▶ _Task directions_
Please report how many lines in the records below contain the word "CursorType", and give nothing else.

Saved entries

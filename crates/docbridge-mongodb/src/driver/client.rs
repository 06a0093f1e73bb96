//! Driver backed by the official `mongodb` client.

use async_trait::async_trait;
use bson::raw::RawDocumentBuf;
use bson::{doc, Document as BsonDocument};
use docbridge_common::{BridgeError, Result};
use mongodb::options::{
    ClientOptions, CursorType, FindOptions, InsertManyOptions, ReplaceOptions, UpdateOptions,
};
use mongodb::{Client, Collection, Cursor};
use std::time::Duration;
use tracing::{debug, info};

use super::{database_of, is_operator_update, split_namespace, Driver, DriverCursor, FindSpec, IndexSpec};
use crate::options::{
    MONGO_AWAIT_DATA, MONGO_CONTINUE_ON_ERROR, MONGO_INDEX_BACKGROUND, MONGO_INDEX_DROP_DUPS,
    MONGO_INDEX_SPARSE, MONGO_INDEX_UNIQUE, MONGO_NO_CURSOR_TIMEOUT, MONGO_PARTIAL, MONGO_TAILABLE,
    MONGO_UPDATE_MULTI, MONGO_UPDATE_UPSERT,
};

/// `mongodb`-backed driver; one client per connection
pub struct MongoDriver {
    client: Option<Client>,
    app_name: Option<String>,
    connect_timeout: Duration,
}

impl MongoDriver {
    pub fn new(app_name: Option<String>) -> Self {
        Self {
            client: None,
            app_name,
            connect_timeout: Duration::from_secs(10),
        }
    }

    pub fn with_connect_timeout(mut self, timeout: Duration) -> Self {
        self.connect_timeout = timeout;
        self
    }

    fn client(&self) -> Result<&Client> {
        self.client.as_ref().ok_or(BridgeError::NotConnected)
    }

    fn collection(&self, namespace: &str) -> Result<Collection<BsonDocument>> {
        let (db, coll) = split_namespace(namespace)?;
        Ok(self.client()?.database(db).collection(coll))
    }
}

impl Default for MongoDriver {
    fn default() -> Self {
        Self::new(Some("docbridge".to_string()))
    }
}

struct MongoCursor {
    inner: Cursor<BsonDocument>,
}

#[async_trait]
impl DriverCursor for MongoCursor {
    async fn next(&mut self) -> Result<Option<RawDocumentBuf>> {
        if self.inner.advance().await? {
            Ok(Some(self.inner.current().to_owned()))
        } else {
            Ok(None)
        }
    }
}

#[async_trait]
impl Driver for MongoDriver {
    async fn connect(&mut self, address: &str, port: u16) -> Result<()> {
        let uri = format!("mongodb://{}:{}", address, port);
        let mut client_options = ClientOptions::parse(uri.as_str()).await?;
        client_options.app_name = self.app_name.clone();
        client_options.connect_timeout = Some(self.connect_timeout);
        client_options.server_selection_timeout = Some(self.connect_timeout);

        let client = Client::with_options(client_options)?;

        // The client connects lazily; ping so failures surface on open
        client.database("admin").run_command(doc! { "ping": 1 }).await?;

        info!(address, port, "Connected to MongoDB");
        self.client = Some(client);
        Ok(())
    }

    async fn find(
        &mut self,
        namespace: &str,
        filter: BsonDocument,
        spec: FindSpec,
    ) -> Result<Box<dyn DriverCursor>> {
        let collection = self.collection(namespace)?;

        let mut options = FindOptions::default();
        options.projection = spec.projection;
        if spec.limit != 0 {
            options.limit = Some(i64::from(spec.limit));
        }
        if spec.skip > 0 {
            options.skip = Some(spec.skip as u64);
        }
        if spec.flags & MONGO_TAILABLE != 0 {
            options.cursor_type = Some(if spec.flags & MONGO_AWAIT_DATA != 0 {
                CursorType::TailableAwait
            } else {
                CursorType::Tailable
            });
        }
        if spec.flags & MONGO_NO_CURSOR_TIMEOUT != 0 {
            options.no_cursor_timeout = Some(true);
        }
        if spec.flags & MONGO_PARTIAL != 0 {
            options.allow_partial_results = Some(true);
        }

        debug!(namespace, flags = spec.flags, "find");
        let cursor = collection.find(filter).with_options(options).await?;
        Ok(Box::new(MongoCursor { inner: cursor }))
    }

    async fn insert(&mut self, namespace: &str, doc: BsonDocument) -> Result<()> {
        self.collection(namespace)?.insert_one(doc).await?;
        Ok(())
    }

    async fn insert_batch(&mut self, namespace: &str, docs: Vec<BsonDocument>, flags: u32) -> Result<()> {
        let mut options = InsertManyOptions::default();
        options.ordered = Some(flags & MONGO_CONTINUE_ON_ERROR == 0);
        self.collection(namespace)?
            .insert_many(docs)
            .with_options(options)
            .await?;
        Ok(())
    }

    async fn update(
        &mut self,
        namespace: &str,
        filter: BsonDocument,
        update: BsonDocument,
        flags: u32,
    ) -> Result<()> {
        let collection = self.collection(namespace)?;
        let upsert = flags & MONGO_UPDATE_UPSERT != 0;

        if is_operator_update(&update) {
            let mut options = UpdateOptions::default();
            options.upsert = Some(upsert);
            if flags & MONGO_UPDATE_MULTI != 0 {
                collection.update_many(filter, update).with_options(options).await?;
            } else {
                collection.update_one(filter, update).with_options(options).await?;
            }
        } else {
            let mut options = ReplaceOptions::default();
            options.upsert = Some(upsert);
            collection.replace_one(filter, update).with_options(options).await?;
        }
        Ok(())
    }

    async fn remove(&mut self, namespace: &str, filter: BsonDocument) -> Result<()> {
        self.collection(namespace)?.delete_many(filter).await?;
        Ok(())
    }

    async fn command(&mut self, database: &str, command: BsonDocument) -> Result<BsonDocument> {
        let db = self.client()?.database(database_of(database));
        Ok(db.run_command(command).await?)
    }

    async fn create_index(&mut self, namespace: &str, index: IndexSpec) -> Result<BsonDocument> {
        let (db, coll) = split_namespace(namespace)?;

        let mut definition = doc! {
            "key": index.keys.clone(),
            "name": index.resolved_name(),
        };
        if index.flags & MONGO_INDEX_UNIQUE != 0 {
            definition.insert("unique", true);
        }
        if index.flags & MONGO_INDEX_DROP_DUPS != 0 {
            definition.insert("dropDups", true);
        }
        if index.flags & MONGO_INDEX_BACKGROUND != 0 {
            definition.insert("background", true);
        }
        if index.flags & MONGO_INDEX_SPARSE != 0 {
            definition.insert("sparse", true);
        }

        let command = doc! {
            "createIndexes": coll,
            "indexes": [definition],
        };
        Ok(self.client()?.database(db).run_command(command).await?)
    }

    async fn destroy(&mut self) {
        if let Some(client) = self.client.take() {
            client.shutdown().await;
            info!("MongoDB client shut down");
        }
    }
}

▶ _Solved exercise_
3